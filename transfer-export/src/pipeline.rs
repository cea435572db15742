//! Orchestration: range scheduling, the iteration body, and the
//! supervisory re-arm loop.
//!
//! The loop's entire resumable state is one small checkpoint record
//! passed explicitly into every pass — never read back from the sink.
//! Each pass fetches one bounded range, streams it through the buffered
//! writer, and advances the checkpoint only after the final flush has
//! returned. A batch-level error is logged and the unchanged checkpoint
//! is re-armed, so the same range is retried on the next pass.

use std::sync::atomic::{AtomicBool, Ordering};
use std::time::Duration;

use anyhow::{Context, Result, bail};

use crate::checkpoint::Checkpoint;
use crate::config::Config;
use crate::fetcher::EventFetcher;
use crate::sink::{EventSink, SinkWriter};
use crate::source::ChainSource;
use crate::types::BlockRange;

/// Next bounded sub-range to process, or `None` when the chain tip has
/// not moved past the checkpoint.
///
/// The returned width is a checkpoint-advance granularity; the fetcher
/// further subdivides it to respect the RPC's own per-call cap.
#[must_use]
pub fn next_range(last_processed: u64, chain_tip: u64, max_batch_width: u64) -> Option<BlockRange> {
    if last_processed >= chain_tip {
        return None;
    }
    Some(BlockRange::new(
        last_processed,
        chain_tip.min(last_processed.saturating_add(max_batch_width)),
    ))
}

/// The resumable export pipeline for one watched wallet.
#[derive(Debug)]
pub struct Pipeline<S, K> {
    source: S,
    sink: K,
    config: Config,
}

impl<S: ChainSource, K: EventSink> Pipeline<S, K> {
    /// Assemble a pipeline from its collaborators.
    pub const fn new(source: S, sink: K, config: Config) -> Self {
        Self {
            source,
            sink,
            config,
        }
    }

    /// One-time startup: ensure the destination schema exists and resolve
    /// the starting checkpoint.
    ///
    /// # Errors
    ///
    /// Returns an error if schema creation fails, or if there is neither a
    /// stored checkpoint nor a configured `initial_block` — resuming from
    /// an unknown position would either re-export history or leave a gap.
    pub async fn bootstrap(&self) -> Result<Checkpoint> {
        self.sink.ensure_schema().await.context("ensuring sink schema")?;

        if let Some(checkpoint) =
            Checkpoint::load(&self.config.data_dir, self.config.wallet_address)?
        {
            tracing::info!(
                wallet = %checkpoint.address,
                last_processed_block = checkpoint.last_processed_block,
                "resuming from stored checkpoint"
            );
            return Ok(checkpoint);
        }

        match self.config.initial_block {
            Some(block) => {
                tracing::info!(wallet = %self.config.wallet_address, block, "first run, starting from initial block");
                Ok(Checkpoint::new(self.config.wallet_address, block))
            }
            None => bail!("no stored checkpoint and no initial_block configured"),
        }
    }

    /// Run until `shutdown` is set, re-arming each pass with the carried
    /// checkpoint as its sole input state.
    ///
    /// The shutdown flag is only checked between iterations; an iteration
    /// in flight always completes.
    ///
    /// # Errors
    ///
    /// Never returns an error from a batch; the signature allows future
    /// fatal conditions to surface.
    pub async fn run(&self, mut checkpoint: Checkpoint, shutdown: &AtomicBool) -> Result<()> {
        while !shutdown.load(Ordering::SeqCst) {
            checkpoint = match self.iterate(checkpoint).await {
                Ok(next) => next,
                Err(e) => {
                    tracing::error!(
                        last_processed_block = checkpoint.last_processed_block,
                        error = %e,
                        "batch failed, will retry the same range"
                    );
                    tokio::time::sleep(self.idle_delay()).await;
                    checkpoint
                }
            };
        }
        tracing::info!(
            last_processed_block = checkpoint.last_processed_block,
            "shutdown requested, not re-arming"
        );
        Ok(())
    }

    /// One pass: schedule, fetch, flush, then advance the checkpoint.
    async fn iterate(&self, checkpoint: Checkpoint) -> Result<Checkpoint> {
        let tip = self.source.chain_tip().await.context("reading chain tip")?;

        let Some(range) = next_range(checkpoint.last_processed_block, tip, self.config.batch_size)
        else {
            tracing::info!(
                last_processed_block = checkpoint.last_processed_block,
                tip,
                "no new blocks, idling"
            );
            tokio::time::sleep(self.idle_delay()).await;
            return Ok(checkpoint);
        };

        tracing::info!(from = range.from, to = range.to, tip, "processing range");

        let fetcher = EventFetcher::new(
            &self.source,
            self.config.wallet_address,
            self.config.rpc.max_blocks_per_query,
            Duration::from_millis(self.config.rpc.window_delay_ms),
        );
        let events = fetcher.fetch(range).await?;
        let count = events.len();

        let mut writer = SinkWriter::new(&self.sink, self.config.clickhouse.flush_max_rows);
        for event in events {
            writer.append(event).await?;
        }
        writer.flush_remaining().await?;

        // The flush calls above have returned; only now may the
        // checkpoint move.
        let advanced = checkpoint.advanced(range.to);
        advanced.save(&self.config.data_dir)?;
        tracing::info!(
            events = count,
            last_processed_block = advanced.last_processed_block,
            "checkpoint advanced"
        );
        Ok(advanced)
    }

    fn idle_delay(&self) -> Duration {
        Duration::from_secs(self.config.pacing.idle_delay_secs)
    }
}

···

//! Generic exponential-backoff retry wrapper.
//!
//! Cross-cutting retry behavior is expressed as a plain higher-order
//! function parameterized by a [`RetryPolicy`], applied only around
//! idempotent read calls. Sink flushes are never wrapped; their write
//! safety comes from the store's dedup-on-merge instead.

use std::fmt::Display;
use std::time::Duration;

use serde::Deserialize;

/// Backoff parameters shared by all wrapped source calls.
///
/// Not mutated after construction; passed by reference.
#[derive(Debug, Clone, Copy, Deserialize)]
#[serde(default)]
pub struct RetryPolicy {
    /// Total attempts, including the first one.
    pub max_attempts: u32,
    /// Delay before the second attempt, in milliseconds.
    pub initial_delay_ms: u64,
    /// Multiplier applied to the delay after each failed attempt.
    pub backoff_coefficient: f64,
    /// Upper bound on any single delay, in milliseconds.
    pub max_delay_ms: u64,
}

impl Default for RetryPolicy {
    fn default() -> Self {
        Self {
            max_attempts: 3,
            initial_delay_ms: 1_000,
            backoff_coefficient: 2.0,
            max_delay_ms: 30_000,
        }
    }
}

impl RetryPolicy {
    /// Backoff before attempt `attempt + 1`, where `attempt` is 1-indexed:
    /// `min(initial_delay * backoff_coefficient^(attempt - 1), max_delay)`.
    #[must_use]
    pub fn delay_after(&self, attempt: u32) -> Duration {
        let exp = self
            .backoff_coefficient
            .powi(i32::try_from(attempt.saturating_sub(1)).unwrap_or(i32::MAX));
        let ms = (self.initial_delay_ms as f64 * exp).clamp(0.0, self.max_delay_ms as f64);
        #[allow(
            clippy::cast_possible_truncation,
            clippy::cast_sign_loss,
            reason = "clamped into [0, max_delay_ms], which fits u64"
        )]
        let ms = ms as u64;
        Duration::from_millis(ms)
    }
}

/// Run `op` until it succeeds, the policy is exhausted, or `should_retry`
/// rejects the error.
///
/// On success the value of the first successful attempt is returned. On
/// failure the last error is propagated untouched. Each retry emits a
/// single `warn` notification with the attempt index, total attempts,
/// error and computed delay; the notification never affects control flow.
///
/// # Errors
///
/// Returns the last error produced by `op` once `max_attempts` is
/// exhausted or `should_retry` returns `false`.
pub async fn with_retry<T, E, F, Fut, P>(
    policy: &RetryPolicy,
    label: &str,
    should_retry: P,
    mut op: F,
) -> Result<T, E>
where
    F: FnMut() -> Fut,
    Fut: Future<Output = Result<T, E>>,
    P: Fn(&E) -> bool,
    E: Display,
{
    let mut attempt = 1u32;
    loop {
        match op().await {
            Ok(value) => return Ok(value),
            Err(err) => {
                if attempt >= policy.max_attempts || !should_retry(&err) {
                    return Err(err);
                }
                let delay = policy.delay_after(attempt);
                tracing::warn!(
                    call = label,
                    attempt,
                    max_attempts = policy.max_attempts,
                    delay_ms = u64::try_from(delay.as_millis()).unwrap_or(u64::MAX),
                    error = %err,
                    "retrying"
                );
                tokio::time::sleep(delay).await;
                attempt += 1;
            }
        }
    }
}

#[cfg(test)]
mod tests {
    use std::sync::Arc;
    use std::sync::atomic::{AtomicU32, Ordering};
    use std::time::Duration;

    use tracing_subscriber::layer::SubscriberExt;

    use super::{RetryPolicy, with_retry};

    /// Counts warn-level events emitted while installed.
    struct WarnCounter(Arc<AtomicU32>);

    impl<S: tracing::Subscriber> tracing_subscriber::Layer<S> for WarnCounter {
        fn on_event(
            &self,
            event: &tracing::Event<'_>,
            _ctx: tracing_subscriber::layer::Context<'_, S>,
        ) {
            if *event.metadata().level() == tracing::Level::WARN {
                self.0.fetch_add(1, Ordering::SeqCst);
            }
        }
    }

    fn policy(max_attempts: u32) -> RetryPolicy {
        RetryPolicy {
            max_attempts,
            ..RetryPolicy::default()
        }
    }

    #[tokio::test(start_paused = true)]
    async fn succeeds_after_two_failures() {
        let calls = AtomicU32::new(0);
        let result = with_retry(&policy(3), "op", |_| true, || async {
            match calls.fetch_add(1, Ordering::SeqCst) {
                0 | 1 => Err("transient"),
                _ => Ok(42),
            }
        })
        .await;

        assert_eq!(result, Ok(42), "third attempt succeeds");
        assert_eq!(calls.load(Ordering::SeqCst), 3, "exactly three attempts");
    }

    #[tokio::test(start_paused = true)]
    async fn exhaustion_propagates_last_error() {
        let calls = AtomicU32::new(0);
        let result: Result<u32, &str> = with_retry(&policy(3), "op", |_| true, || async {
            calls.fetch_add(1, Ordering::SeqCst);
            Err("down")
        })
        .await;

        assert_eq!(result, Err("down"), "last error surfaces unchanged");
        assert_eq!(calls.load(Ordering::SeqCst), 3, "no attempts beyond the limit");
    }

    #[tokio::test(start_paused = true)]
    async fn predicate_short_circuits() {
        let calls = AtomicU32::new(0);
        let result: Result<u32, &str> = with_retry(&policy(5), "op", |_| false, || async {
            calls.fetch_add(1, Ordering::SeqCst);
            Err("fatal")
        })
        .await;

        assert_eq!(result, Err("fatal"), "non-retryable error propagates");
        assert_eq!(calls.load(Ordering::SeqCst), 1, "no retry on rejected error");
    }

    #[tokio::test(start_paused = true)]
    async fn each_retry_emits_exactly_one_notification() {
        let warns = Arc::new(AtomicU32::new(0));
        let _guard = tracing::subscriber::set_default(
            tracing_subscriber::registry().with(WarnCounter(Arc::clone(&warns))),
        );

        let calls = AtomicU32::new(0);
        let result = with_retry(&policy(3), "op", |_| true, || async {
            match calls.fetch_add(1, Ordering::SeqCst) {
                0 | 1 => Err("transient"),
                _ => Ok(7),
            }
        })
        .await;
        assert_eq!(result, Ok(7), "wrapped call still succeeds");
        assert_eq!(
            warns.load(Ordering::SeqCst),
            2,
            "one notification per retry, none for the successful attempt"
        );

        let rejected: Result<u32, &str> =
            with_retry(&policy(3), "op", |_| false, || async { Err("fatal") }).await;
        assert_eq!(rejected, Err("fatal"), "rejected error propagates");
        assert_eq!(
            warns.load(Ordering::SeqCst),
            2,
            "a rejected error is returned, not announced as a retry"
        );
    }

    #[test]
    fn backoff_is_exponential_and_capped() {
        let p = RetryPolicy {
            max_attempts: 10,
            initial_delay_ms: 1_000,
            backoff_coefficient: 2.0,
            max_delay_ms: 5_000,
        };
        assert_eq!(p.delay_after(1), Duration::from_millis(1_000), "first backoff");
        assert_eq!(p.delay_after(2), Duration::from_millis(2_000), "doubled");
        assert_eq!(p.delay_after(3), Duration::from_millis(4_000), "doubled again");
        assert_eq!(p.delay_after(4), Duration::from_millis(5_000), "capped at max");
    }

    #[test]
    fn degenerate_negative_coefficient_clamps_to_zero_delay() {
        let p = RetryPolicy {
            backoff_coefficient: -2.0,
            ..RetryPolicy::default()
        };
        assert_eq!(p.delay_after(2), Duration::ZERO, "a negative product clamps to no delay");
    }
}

···

(WORK TO BE COMPLETED):
Could you repeat exactly the lines above from the line with "let count = events.len();" up to and including the line with "writer.flush_remaining().await?;", and only those?

(RESPONSE TO THIS EXERCISE):
        let count = events.len();

        let mut writer = SinkWriter::new(&self.sink, self.config.clickhouse.flush_max_rows);
        for event in events {
            writer.append(event).await?;
        }
        writer.flush_remaining().await?;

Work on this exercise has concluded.